IL: What are your most important characteristics as a leader?
I’m an influencer, an encourager, someone with strong character, and a visionary. I can get very passionate, to the good and sometimes to the negative. I’d also say I’m principled, based on the way I was brought up, the people I learned from, and my wiring.
IL: What leaders inspire you most?
First, Jesus, for his example of how he served others with strength, courage, and kindness. I’ve enjoyed the books I’ve read about Howard Schultz, founder and CEO of Starbucks. His passion to create memorable experiences and build community through business is inspiring. I’m also inspired by Tony Hsieh, founder and CEO of Zappos, for his emphasis on culture and creating WOW service, and for the story of what it took for Zappos to make it. Finally, there’s John Maxwell, the leadership author. John is close to me and my wife. It would take a long time to put into words his influence on my business and my family.
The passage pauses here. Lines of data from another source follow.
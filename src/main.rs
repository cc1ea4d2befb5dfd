mod camera;
mod console;
mod data_provider;
mod error;
mod mesh;
mod parse;
mod renderer;
mod rotation;
mod serial_data_provider;
mod settings;
mod tilt;
mod ui;

use anyhow::{anyhow, Context, Result};
use clap::{Parser, Subcommand};
use log::LevelFilter;
use serial_data_provider::{available_candidates, detect_device, SerialDataProvider};
use settings::Settings;
use std::path::PathBuf;
use tokio::time::Duration;

#[derive(Parser)]
#[command(name = "IMU Tilt View")]
#[command(bin_name = "imu-tilt-view")]
struct Cli {
    /// Serial port, auto-detected when omitted
    #[arg(long, short)]
    port: Option<String>,

    #[arg(long, short)]
    baud: Option<u32>,

    /// JSON settings file
    #[arg(long, short)]
    config: Option<PathBuf>,

    #[clap(subcommand)]
    command: Commands,
}

#[derive(Subcommand)]
enum Commands {
    #[command(about = "List the serial ports connected to the host")]
    Detect,
    #[command(about = "Live 3D cup tilted by pitch, roll and yaw")]
    Cup,
    #[command(about = "Pitch and roll time series with a tilt bar")]
    Tilt,
    #[command(about = "Print labelled roll and pitch readings")]
    Console,
}

fn main() -> Result<()> {
    let _ = env_logger::builder()
        .filter_level(LevelFilter::Info)
        .parse_default_env()
        .try_init();

    let args = Cli::parse();

    let mut settings = match &args.config {
        Some(path) => Settings::load(path)
            .with_context(|| format!("loading settings from {}", path.display()))?,
        None => Settings::default(),
    };
    if let Some(baud) = args.baud {
        settings.baud_rate = baud;
    }
    settings.validate()?;

    match args.command {
        Commands::Detect => {
            for port in available_candidates()? {
                println!("{port}");
            }
            Ok(())
        }
        Commands::Console => {
            let port_name = resolve_port(args.port, &settings)?;
            let rt = tokio::runtime::Runtime::new().context("creating tokio runtime")?;
            rt.block_on(console::run(&port_name, &settings))?;
            Ok(())
        }
        Commands::Cup | Commands::Tilt => {
            let port_name = resolve_port(args.port, &settings)?;
            let rt = tokio::runtime::Runtime::new().context("creating tokio runtime")?;
            let handle = rt.handle().clone();
            let _enter = handle.enter();

            std::thread::spawn(move || {
                rt.block_on(async {
                    loop {
                        tokio::time::sleep(Duration::from_secs(3600)).await;
                    }
                })
            });

            let provider = SerialDataProvider::open(&port_name, &settings)
                .with_context(|| format!("opening {port_name}"))?;

            let result = if matches!(args.command, Commands::Cup) {
                ui::run_cup(provider, &settings)
            } else {
                ui::run_tilt(provider, &settings)
            };
            result.map_err(|e| anyhow!("display error: {e}"))
        }
    }
}

/// Explicit `--port`, otherwise the first port matching a device signature.
/// Exits with status 1 after listing the candidates when nothing matches.
fn resolve_port(port: Option<String>, settings: &Settings) -> Result<String> {
    if let Some(port) = port {
        return Ok(port);
    }

    match detect_device(&settings.device_signatures) {
        Ok(port) => {
            println!("Using device on port: {}", port.name);
            Ok(port.name)
        }
        Err(error::Error::DeviceNotFound { available, .. }) => {
            println!("Device not found! Available ports:");
            for port in available {
                println!("{port}");
            }
            std::process::exit(1);
        }
        Err(e) => Err(e.into()),
    }
}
IL: How do you cultivate leaders at FHI?
Most of our leadership development time and dollars go into training programs, both required and voluntary, for the leaders and managers who work most closely with our associates and customers. We create a lot of programs in house, and then we incorporate materials from John Maxwell and other great authors. On the soft skills side of things, we put a big emphasis on helping people develop character. We also offer many online training tools that people can use on their own initiative.
IL: What’s the most fun aspect of your job?
Serving alongside the wonderful people on our team. Also, having the opportunity to learn all that I do from our customers.
IL: How do you like to spend your time when you’re not working?
My happy place is standing in a mountain stream, with my wife and two kids nearby, casting a fly rod and not caring if I catch anything. I enjoy date nights with my wife; we’ve been married for more than 10 years, and people who see us out think we’re on our first date. I also love sitting around a fire pit with lifelong friends, having great conversations.
Right Makes Might
Visit the FHI website and one of the first things you see is the tag line, “Hard work. Done right.” That’s more than just a slogan, according to Ryan Wall. “It’s the DNA of our brand,” he says. “We want the tough jobs that companies have a hard time getting people to do.”
The “done right” part doesn’t mean the company claims a history of 100-percent perfection, Wall cautions. Everyone blunders now and then. That’s a given, and it’s where you get the chance to impress your customers.
“Your reputation for doing things right has more stickiness when it’s based on how you handle yourself when something goes wrong,” Wall says. “It comes down to the humility and the grace with which we respond when we make mistakes.”